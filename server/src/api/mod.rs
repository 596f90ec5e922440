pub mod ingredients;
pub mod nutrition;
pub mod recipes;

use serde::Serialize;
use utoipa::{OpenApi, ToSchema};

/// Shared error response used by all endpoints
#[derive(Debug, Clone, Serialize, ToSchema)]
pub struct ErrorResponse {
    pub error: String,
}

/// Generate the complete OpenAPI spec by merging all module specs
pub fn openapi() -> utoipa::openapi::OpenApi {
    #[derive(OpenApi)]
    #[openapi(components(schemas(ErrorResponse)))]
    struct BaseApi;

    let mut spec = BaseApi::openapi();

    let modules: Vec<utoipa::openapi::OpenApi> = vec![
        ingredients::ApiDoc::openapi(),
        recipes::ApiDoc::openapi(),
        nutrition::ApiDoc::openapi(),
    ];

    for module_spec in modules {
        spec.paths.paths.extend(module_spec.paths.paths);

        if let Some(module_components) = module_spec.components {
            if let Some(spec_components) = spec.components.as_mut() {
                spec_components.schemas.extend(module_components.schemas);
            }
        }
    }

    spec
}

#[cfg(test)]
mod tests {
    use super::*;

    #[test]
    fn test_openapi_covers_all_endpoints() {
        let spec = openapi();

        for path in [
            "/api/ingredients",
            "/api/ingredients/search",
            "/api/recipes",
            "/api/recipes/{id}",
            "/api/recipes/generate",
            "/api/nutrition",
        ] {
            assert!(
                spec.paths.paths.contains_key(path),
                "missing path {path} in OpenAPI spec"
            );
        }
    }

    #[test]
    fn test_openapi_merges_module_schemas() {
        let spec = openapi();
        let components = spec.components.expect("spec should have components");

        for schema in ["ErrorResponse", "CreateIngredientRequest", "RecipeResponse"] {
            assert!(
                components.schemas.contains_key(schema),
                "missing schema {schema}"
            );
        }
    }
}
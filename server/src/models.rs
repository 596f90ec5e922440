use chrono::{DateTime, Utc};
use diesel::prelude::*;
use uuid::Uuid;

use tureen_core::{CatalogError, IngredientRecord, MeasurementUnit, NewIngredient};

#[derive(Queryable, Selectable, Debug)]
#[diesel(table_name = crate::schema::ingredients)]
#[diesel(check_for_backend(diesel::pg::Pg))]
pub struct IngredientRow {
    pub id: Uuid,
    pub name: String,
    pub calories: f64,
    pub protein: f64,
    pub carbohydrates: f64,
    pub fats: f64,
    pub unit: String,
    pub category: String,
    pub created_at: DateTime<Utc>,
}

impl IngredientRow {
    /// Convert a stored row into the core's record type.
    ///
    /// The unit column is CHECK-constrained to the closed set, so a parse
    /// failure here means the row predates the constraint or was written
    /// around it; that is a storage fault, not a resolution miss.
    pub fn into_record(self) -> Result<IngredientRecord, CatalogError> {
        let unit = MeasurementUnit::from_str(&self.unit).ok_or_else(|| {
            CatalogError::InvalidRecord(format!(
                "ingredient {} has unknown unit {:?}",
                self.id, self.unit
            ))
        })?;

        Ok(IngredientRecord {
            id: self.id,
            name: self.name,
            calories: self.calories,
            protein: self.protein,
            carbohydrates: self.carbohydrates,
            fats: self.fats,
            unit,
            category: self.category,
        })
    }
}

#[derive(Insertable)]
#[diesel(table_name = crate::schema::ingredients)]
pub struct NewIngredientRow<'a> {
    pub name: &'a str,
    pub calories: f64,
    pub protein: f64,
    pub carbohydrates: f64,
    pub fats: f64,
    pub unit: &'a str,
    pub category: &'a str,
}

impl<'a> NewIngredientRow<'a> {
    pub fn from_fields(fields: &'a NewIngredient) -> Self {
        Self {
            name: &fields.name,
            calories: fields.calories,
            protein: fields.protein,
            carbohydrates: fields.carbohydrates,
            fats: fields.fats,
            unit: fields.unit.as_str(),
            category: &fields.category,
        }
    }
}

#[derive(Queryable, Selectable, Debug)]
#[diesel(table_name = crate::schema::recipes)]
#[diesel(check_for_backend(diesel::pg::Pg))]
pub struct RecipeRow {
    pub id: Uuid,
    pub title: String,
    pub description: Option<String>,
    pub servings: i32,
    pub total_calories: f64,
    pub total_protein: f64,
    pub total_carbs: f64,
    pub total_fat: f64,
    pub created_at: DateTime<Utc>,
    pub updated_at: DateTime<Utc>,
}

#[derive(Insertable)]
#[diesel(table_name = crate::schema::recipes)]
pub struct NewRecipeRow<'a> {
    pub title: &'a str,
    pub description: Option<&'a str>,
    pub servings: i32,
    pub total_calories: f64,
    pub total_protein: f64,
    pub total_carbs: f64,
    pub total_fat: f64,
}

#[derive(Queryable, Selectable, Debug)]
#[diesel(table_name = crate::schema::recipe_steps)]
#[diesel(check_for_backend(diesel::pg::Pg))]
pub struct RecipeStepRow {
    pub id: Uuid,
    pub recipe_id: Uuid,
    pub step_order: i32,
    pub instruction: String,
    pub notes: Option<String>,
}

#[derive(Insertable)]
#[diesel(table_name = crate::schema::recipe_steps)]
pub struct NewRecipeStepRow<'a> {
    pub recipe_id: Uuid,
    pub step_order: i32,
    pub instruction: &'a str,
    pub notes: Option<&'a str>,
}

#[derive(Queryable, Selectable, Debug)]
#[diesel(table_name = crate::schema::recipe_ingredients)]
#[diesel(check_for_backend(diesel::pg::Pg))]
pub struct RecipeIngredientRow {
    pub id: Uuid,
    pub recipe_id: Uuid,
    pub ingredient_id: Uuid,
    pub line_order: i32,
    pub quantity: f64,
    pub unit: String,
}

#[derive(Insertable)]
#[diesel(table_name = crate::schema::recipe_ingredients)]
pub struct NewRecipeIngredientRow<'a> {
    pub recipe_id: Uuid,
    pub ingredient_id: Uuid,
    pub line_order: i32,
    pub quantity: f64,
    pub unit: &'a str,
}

- - - - - - -

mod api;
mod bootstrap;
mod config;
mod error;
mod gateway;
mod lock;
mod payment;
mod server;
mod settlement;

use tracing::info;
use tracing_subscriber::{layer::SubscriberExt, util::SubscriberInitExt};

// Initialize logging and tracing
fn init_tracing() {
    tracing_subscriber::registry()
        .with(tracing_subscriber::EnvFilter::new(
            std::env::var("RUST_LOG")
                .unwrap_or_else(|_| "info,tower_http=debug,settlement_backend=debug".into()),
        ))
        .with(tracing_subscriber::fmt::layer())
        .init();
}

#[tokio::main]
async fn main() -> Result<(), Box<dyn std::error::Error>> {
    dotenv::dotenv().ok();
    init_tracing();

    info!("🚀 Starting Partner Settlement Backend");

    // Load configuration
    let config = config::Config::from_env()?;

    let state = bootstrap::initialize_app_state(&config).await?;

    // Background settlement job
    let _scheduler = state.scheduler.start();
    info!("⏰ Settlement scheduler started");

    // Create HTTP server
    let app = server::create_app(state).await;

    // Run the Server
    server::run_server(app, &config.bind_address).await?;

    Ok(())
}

- - - - - - -

- [EXERCISE] Go through the entries. Report every line that contains the word "utoipa".

- [TASK ANSWER]
use utoipa::{OpenApi, ToSchema};
pub fn openapi() -> utoipa::openapi::OpenApi {
    let modules: Vec<utoipa::openapi::OpenApi> = vec![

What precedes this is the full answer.